Problem to solve —
Your answer should be every line of the records that contains the word "arena".
######
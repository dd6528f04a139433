//! One mapped region and the pool slot that holds it.

use alloc::sync::Arc;
use kernel_memory_addresses::VirtualAddress;

use crate::collab::Pid;

bitflags::bitflags! {
    /// Access a mapping allows.
    #[derive(Debug, Copy, Clone, Eq, PartialEq, Hash)]
    pub struct Prot: u8 {
        const READ = 1 << 0;
        const WRITE = 1 << 1;
    }
}

/// What happens to stores into the mapping.
#[derive(Debug, Copy, Clone, Eq, PartialEq, Hash)]
pub enum Sharing {
    /// Stores stay in the process; the file is never written.
    Private,
    /// Stores are written back to the file when the range is unmapped.
    Shared,
}

/// Snapshot of a live mapping.
#[derive(Debug, Copy, Clone, Eq, PartialEq)]
pub struct Vma {
    pub addr: VirtualAddress,
    pub len: u64,
    pub prot: Prot,
    pub sharing: Sharing,
    /// File offset of `addr`.
    pub offset: u64,
    pub owner: Pid,
}

impl Vma {
    /// One past the last mapped byte.
    #[must_use]
    pub fn end(&self) -> VirtualAddress {
        self.addr + self.len
    }

    #[must_use]
    pub fn contains(&self, va: VirtualAddress) -> bool {
        va >= self.addr && va < self.end()
    }

    #[must_use]
    pub fn writes_back(&self) -> bool {
        self.sharing == Sharing::Shared && self.prot.contains(Prot::WRITE)
    }
}

/// Names a pool slot found by [`Mmap::find_mapping`](crate::Mmap::find_mapping).
///
/// The slot may change after the lookup; every operation taking a handle
/// revalidates it under the slot lock.
#[derive(Debug, Copy, Clone, Eq, PartialEq, Hash)]
pub struct VmaHandle(pub(crate) usize);

impl VmaHandle {
    #[must_use]
    pub const fn slot(self) -> usize {
        self.0
    }
}

/// Pool slot; guarded by its own sleep lock.
pub(crate) struct VmaSlot<F> {
    /// 0 while the slot is free.
    pub(crate) refcnt: u32,
    pub(crate) live: Option<Live<F>>,
}

/// Fields of an in-use slot.
pub(crate) struct Live<F> {
    pub(crate) vma: Vma,
    pub(crate) file: Arc<F>,
}

impl<F> VmaSlot<F> {
    pub(crate) const fn free() -> Self {
        Self {
            refcnt: 0,
            live: None,
        }
    }

    /// The mapping, if it is live and owned by `pid`.
    pub(crate) fn owned_by(&self, pid: Pid) -> Option<&Vma> {
        self.live
            .as_ref()
            .map(|l| &l.vma)
            .filter(|vma| self.refcnt > 0 && vma.owner == pid)
    }

    /// Returns the slot to the pool and drops its file reference.
    pub(crate) fn destroy(&mut self) {
        assert_eq!(self.refcnt, 1, "vma: destroying a slot with {} holders", self.refcnt);
        self.refcnt = 0;
        self.live = None;
    }
}
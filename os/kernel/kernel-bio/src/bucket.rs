//! Index-linked circular lists for the hash buckets.
//!
//! All buffers and all bucket heads share one link arena: nodes
//! `0..nbuf` are buffers, nodes `nbuf..nbuf + nbucket` are the sentinel
//! heads. A node's links may only be touched while holding the lock of the
//! bucket it currently belongs to; [`Bucket`] lives inside that lock, so its
//! `&mut self` methods are the proof.

use alloc::boxed::Box;
use core::sync::atomic::{AtomicUsize, Ordering};

pub(crate) struct Links {
    next: Box<[AtomicUsize]>,
    prev: Box<[AtomicUsize]>,
}

impl Links {
    /// `nodes` entries, each linked to itself.
    pub(crate) fn new(nodes: usize) -> Self {
        let selfish = || (0..nodes).map(AtomicUsize::new).collect();
        Self {
            next: selfish(),
            prev: selfish(),
        }
    }

    fn next(&self, node: usize) -> usize {
        self.next[node].load(Ordering::Relaxed)
    }

    fn prev(&self, node: usize) -> usize {
        self.prev[node].load(Ordering::Relaxed)
    }

    fn set_next(&self, node: usize, to: usize) {
        self.next[node].store(to, Ordering::Relaxed);
    }

    fn set_prev(&self, node: usize, to: usize) {
        self.prev[node].store(to, Ordering::Relaxed);
    }
}

/// Membership list of one bucket, identified by its sentinel node.
pub(crate) struct Bucket {
    head: usize,
}

impl Bucket {
    pub(crate) const fn new(head: usize) -> Self {
        Self { head }
    }

    pub(crate) fn push_front(&mut self, links: &Links, node: usize) {
        let first = links.next(self.head);
        links.set_next(node, first);
        links.set_prev(node, self.head);
        links.set_prev(first, node);
        links.set_next(self.head, node);
    }

    /// Unlinks `node`, which must be a member of this bucket.
    pub(crate) fn remove(&mut self, links: &Links, node: usize) {
        debug_assert_ne!(node, self.head, "bucket: removing the sentinel");
        let (prev, next) = (links.prev(node), links.next(node));
        links.set_next(prev, next);
        links.set_prev(next, prev);
        links.set_next(node, node);
        links.set_prev(node, node);
    }

    pub(crate) fn iter<'a>(&'a self, links: &'a Links) -> impl Iterator<Item = usize> + 'a {
        let head = self.head;
        let mut at = links.next(head);
        core::iter::from_fn(move || {
            (at != head).then(|| {
                let node = at;
                at = links.next(node);
                node
            })
        })
    }
}
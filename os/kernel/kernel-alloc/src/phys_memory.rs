//! # Access to frame contents
//!
//! The allocator never dereferences physical addresses itself. It goes
//! through [`PhysMemory`], which a kernel implements on top of its direct
//! map and tests implement with [`HostPhysMemory`].
//!
//! All methods take `&self`: callers guarantee that nobody else writes the
//! same bytes concurrently (a frame being allocated or scrubbed has a single
//! owner).

use alloc::boxed::Box;
use core::fmt;
use core::sync::atomic::{AtomicU8, Ordering};
use kernel_memory_addresses::{PAGE_LEN, PhysicalAddress, PhysicalPage};

pub trait PhysMemory {
    /// Sets every byte of `page` to `byte`.
    fn fill(&self, page: PhysicalPage, byte: u8);

    /// Copies `buf.len()` bytes starting at `pa` into `buf`.
    fn read(&self, pa: PhysicalAddress, buf: &mut [u8]);

    /// Copies `data` to physical memory starting at `pa`.
    fn write(&self, pa: PhysicalAddress, data: &[u8]);
}

impl<M: PhysMemory + ?Sized> PhysMemory for &M {
    fn fill(&self, page: PhysicalPage, byte: u8) {
        (**self).fill(page, byte);
    }

    fn read(&self, pa: PhysicalAddress, buf: &mut [u8]) {
        (**self).read(pa, buf);
    }

    fn write(&self, pa: PhysicalAddress, data: &[u8]) {
        (**self).write(pa, data);
    }
}

/// Heap-backed stand-in for the physical range `[base, base + len)`.
///
/// Bytes are atomics so the arena can be shared between threads without
/// locking; accesses use relaxed ordering, the allocator's lock provides the
/// happens-before edges between owners.
pub struct HostPhysMemory {
    base: PhysicalAddress,
    bytes: Box<[AtomicU8]>,
}

impl HostPhysMemory {
    /// # Panics
    /// Panics if `len` does not fit the host address space.
    #[must_use]
    pub fn new(base: PhysicalAddress, len: u64) -> Self {
        let len = usize::try_from(len)
            .unwrap_or_else(|_| panic!("HostPhysMemory: {len} bytes exceed the host"));
        let bytes = (0..len).map(|_| AtomicU8::new(0)).collect();
        Self { base, bytes }
    }

    #[must_use]
    pub const fn base(&self) -> PhysicalAddress {
        self.base
    }

    /// One past the last backed byte.
    #[must_use]
    pub fn end(&self) -> PhysicalAddress {
        self.base + self.len()
    }

    #[must_use]
    pub fn len(&self) -> u64 {
        self.bytes.len() as u64
    }

    #[must_use]
    pub fn is_empty(&self) -> bool {
        self.bytes.is_empty()
    }

    fn span(&self, pa: PhysicalAddress, len: usize) -> &[AtomicU8] {
        let start = pa
            .as_u64()
            .checked_sub(self.base.as_u64())
            .and_then(|off| usize::try_from(off).ok());
        start
            .and_then(|s| self.bytes.get(s..s.checked_add(len)?))
            .unwrap_or_else(|| panic!("phys memory: {pa}+{len:#x} outside {}..{}", self.base, self.end()))
    }
}

impl PhysMemory for HostPhysMemory {
    fn fill(&self, page: PhysicalPage, byte: u8) {
        for b in self.span(page.base(), PAGE_LEN) {
            b.store(byte, Ordering::Relaxed);
        }
    }

    fn read(&self, pa: PhysicalAddress, buf: &mut [u8]) {
        let span = self.span(pa, buf.len());
        for (dst, src) in buf.iter_mut().zip(span) {
            *dst = src.load(Ordering::Relaxed);
        }
    }

    fn write(&self, pa: PhysicalAddress, data: &[u8]) {
        for (dst, src) in self.span(pa, data.len()).iter().zip(data) {
            dst.store(*src, Ordering::Relaxed);
        }
    }
}

impl fmt::Debug for HostPhysMemory {
    fn fmt(&self, f: &mut fmt::Formatter<'_>) -> fmt::Result {
        f.debug_struct("HostPhysMemory")
            .field("base", &self.base)
            .field("end", &self.end())
            .finish_non_exhaustive()
    }
}

#[cfg(test)]
mod tests {
    use super::*;
    use kernel_memory_addresses::PAGE_SIZE;

    #[test]
    fn write_then_read_back() {
        let mem = HostPhysMemory::new(PhysicalAddress::new(0x1000), 2 * PAGE_SIZE);
        mem.write(PhysicalAddress::new(0x1ffe), &[1, 2, 3, 4]);
        let mut out = [0u8; 4];
        mem.read(PhysicalAddress::new(0x1ffe), &mut out);
        assert_eq!(out, [1, 2, 3, 4]);
    }

    #[test]
    fn fill_covers_exactly_one_page() {
        let mem = HostPhysMemory::new(PhysicalAddress::new(0), 2 * PAGE_SIZE);
        mem.fill(PhysicalPage::from_number(1), 0xAB);
        let mut edge = [0u8; 2];
        mem.read(PhysicalAddress::new(PAGE_SIZE - 1), &mut edge);
        assert_eq!(edge, [0, 0xAB]);
    }

    #[test]
    #[should_panic(expected = "outside")]
    fn out_of_range_access_panics() {
        let mem = HostPhysMemory::new(PhysicalAddress::new(0x1000), PAGE_SIZE);
        mem.write(PhysicalAddress::new(0x1ffe), &[1, 2, 3]);
    }
}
######
Written response —
//! All buffers and all bucket heads share one link arena: nodes
/// Bytes are atomics so the arena can be shared between threads without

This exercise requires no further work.